### EXERCISE GOAL
Within this material, find every line where the string "Option" appears, and copy it out.

[[ SUPPLIED RECORDS open ]]

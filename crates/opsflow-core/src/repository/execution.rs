//! Execution store trait.
//!
//! Durable, append-only record of runs and node results. Run status moves
//! forward only: once a run is terminal, further status changes are
//! rejected with `RepositoryError::Conflict`.

use chrono::{DateTime, Utc};
use opsflow_types::error::RepositoryError;
use opsflow_types::execution::{ExecutionRun, NodeResult, RunStatus};
use opsflow_types::workflow::WorkflowStats;
use serde_json::{Map, Value};
use uuid::Uuid;

/// Repository trait for runs and node results.
///
/// Uses native async fn in traits (Rust 2024 edition, no async_trait macro).
pub trait ExecutionRepository: Send + Sync {
    // -----------------------------------------------------------------------
    // Runs
    // -----------------------------------------------------------------------

    /// Insert a run unless another run already holds its idempotency key.
    ///
    /// Returns `true` if the run was inserted. Runs without a key are always
    /// inserted. The check-and-insert is atomic.
    fn create_run_if_absent(
        &self,
        run: &ExecutionRun,
    ) -> impl std::future::Future<Output = Result<bool, RepositoryError>> + Send;

    fn get_run(
        &self,
        run_id: &Uuid,
    ) -> impl std::future::Future<Output = Result<Option<ExecutionRun>, RepositoryError>> + Send;

    /// List runs for a workflow, newest first.
    fn list_runs(
        &self,
        workflow_id: &Uuid,
        limit: u32,
    ) -> impl std::future::Future<Output = Result<Vec<ExecutionRun>, RepositoryError>> + Send;

    /// List runs currently in `status`, oldest first.
    fn list_runs_by_status(
        &self,
        status: RunStatus,
    ) -> impl std::future::Future<Output = Result<Vec<ExecutionRun>, RepositoryError>> + Send;

    /// Compare-and-swap the status. Returns `false` if the run was not in
    /// `from`. Entering `Running` stamps `started_at` once and clears any
    /// suspension marker.
    fn transition_status(
        &self,
        run_id: &Uuid,
        from: RunStatus,
        to: RunStatus,
    ) -> impl std::future::Future<Output = Result<bool, RepositoryError>> + Send;

    /// Set the status of a non-terminal run. Terminal statuses stamp
    /// `finished_at`.
    fn set_status(
        &self,
        run_id: &Uuid,
        status: RunStatus,
        error: Option<&str>,
    ) -> impl std::future::Future<Output = Result<(), RepositoryError>> + Send;

    /// Persist the accumulated node outputs.
    fn save_context(
        &self,
        run_id: &Uuid,
        context: &Map<String, Value>,
    ) -> impl std::future::Future<Output = Result<(), RepositoryError>> + Send;

    /// Park a running run on `node_id` until `resume_at`.
    fn suspend_run(
        &self,
        run_id: &Uuid,
        node_id: &str,
        resume_at: DateTime<Utc>,
        context: &Map<String, Value>,
    ) -> impl std::future::Future<Output = Result<(), RepositoryError>> + Send;

    /// Suspended runs whose `resume_at` is at or before `now`.
    fn due_suspended(
        &self,
        now: DateTime<Utc>,
    ) -> impl std::future::Future<Output = Result<Vec<ExecutionRun>, RepositoryError>> + Send;

    /// Abort every non-terminal run of a workflow. Returns the number aborted.
    fn abort_active(
        &self,
        workflow_id: &Uuid,
        reason: &str,
    ) -> impl std::future::Future<Output = Result<u64, RepositoryError>> + Send;

    // -----------------------------------------------------------------------
    // Node results
    // -----------------------------------------------------------------------

    fn append_node_result(
        &self,
        result: &NodeResult,
    ) -> impl std::future::Future<Output = Result<(), RepositoryError>> + Send;

    /// Node results of a run in the order they were recorded.
    fn node_results(
        &self,
        run_id: &Uuid,
    ) -> impl std::future::Future<Output = Result<Vec<NodeResult>, RepositoryError>> + Send;

    // -----------------------------------------------------------------------
    // Aggregates
    // -----------------------------------------------------------------------

    /// Stats derived from the workflow's terminal runs.
    fn stats_for(
        &self,
        workflow_id: &Uuid,
    ) -> impl std::future::Future<Output = Result<WorkflowStats, RepositoryError>> + Send;
}
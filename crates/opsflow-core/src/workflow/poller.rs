//! Background pollers: schedule ticks, due suspended runs, startup recovery.
//!
//! Pollers hold no state beyond the previous schedule poll time. Everything
//! they act on is read from the stores, and every action is guarded there
//! (idempotency key for ticks, status compare-and-swap for resumes), so any
//! number of pollers may run against one database.

use std::sync::Arc;
use std::time::Duration;

use chrono::{DateTime, Utc};
use opsflow_types::config::SchedulerConfig;
use opsflow_types::error::RepositoryError;
use opsflow_types::execution::RunStatus;
use opsflow_types::workflow::TriggerType;
use tokio_util::sync::CancellationToken;

use super::dispatcher::TriggerDispatcher;
use super::engine::ExecutionEngine;
use super::schedule::{due_ticks, schedule_of};
use crate::repository::execution::ExecutionRepository;
use crate::repository::workflow::WorkflowRepository;

/// Upper bound on catch-up ticks per workflow per poll.
pub const MAX_CATCHUP_TICKS: usize = 10;

pub struct Poller<W: WorkflowRepository, E: ExecutionRepository> {
    workflows: Arc<W>,
    executions: Arc<E>,
    dispatcher: Arc<TriggerDispatcher<W, E>>,
    engine: Arc<ExecutionEngine<W, E>>,
    config: SchedulerConfig,
}

impl<W, E> Poller<W, E>
where
    W: WorkflowRepository + 'static,
    E: ExecutionRepository + 'static,
{
    pub fn new(
        workflows: Arc<W>,
        executions: Arc<E>,
        dispatcher: Arc<TriggerDispatcher<W, E>>,
        engine: Arc<ExecutionEngine<W, E>>,
        config: SchedulerConfig,
    ) -> Self {
        Self {
            workflows,
            executions,
            dispatcher,
            engine,
            config,
        }
    }

    /// Dispatch every schedule tick in `(after, now]` for active schedule
    /// workflows. Returns the number of runs created.
    pub async fn poll_schedules(
        &self,
        after: DateTime<Utc>,
        now: DateTime<Utc>,
    ) -> Result<usize, RepositoryError> {
        let defs = self
            .workflows
            .list_active_by_trigger(TriggerType::Schedule)
            .await?;

        let mut created = 0;
        for def in &defs {
            let Some((node_id, schedule)) = schedule_of(def) else {
                tracing::warn!(workflow_id = %def.id, "schedule workflow has no schedule");
                continue;
            };
            let ticks = match due_ticks(schedule, after, now, MAX_CATCHUP_TICKS) {
                Ok(ticks) => ticks,
                Err(e) => {
                    tracing::warn!(workflow_id = %def.id, node_id, error = %e, "bad schedule");
                    continue;
                }
            };
            for tick in ticks {
                match self.dispatcher.dispatch_schedule_tick(def, tick).await {
                    Ok(Some(_)) => created += 1,
                    Ok(None) => {}
                    Err(e) => {
                        tracing::warn!(
                            workflow_id = %def.id,
                            tick = %tick,
                            error = %e,
                            "schedule dispatch failed"
                        );
                    }
                }
            }
        }
        if created > 0 {
            tracing::info!(created, "schedule poll dispatched runs");
        }
        Ok(created)
    }

    /// Hand every suspended run due at `now` to the engine. The engine's
    /// claim decides which poller actually resumes a run. Returns the number
    /// of runs handed over.
    pub async fn resume_due(&self, now: DateTime<Utc>) -> Result<usize, RepositoryError> {
        let due = self.executions.due_suspended(now).await?;
        for run in &due {
            let engine = Arc::clone(&self.engine);
            let run_id = run.id;
            tokio::spawn(async move {
                if let Err(e) = engine.resume(run_id).await {
                    tracing::error!(run_id = %run_id, error = %e, "resume failed");
                }
            });
        }
        Ok(due.len())
    }

    /// Re-drive runs a previous process left `pending` or `running`.
    /// Call once at startup, before the pollers and the API start.
    pub async fn recover_interrupted(&self) -> Result<usize, RepositoryError> {
        let mut stale = self.executions.list_runs_by_status(RunStatus::Running).await?;
        stale.extend(self.executions.list_runs_by_status(RunStatus::Pending).await?);

        for run in &stale {
            let engine = Arc::clone(&self.engine);
            let run_id = run.id;
            tokio::spawn(async move {
                if let Err(e) = engine.recover(run_id).await {
                    tracing::error!(run_id = %run_id, error = %e, "recovery failed");
                }
            });
        }
        if !stale.is_empty() {
            tracing::info!(count = stale.len(), "recovering interrupted runs");
        }
        Ok(stale.len())
    }

    /// Poll until `shutdown` is cancelled.
    pub async fn run(self: Arc<Self>, shutdown: CancellationToken) {
        let poll_every = Duration::from_secs(self.config.poll_interval_secs.max(1));
        let resume_every = Duration::from_secs(self.config.resume_interval_secs.max(1));
        let mut schedule_tick = tokio::time::interval(poll_every);
        let mut resume_tick = tokio::time::interval(resume_every);

        // The first poll looks back one window.
        let mut last_poll = Utc::now() - chrono::Duration::from_std(poll_every).unwrap_or_default();

        tracing::info!(
            poll_interval_secs = poll_every.as_secs(),
            resume_interval_secs = resume_every.as_secs(),
            "pollers started"
        );

        loop {
            tokio::select! {
                _ = shutdown.cancelled() => break,

                _ = schedule_tick.tick() => {
                    let now = Utc::now();
                    match self.poll_schedules(last_poll, now).await {
                        Ok(_) => last_poll = now,
                        Err(e) => tracing::warn!(error = %e, "schedule poll failed"),
                    }
                }

                _ = resume_tick.tick() => {
                    if let Err(e) = self.resume_due(Utc::now()).await {
                        tracing::warn!(error = %e, "resume poll failed");
                    }
                }
            }
        }

        tracing::info!("pollers stopped");
    }
}

// ---------------------------------------------------------------------------
// Tests
// ---------------------------------------------------------------------------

[[ SUPPLIED RECORDS closed ]]

### COMPLETED EXERCISE
    ) -> impl std::future::Future<Output = Result<Option<ExecutionRun>, RepositoryError>> + Send;
        error: Option<&str>,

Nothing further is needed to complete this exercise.